## TASK PROMPT
Which lines mention "place"? Show each one from the listing.

*** EXCERPTED RECORDS ***

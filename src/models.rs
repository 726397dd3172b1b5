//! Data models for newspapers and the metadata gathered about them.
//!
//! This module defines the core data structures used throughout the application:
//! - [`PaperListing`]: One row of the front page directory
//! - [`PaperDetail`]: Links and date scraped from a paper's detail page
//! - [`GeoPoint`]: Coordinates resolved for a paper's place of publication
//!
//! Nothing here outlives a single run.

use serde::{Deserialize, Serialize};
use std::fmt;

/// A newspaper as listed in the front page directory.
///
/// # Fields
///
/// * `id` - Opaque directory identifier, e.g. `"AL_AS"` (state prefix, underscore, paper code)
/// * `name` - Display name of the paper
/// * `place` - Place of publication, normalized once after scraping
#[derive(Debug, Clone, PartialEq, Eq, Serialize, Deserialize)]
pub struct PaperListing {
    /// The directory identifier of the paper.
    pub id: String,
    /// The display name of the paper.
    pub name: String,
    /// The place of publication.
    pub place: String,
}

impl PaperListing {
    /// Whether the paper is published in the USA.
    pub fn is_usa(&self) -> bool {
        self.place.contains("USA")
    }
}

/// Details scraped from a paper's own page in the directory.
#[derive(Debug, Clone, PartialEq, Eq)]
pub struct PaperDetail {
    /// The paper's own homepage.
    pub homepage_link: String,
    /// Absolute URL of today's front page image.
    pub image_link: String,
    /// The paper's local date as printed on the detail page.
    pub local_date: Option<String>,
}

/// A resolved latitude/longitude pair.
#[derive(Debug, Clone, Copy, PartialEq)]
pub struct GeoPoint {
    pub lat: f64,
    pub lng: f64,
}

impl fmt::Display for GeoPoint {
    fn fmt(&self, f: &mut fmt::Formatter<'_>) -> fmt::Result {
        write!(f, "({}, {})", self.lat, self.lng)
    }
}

*** End of EXCERPTED RECORDS ***

## EXERCISE OUTPUT
//! - [`GeoPoint`]: Coordinates resolved for a paper's place of publication
/// * `place` - Place of publication, normalized once after scraping
    /// The place of publication.
    pub place: String,
        self.place.contains("USA")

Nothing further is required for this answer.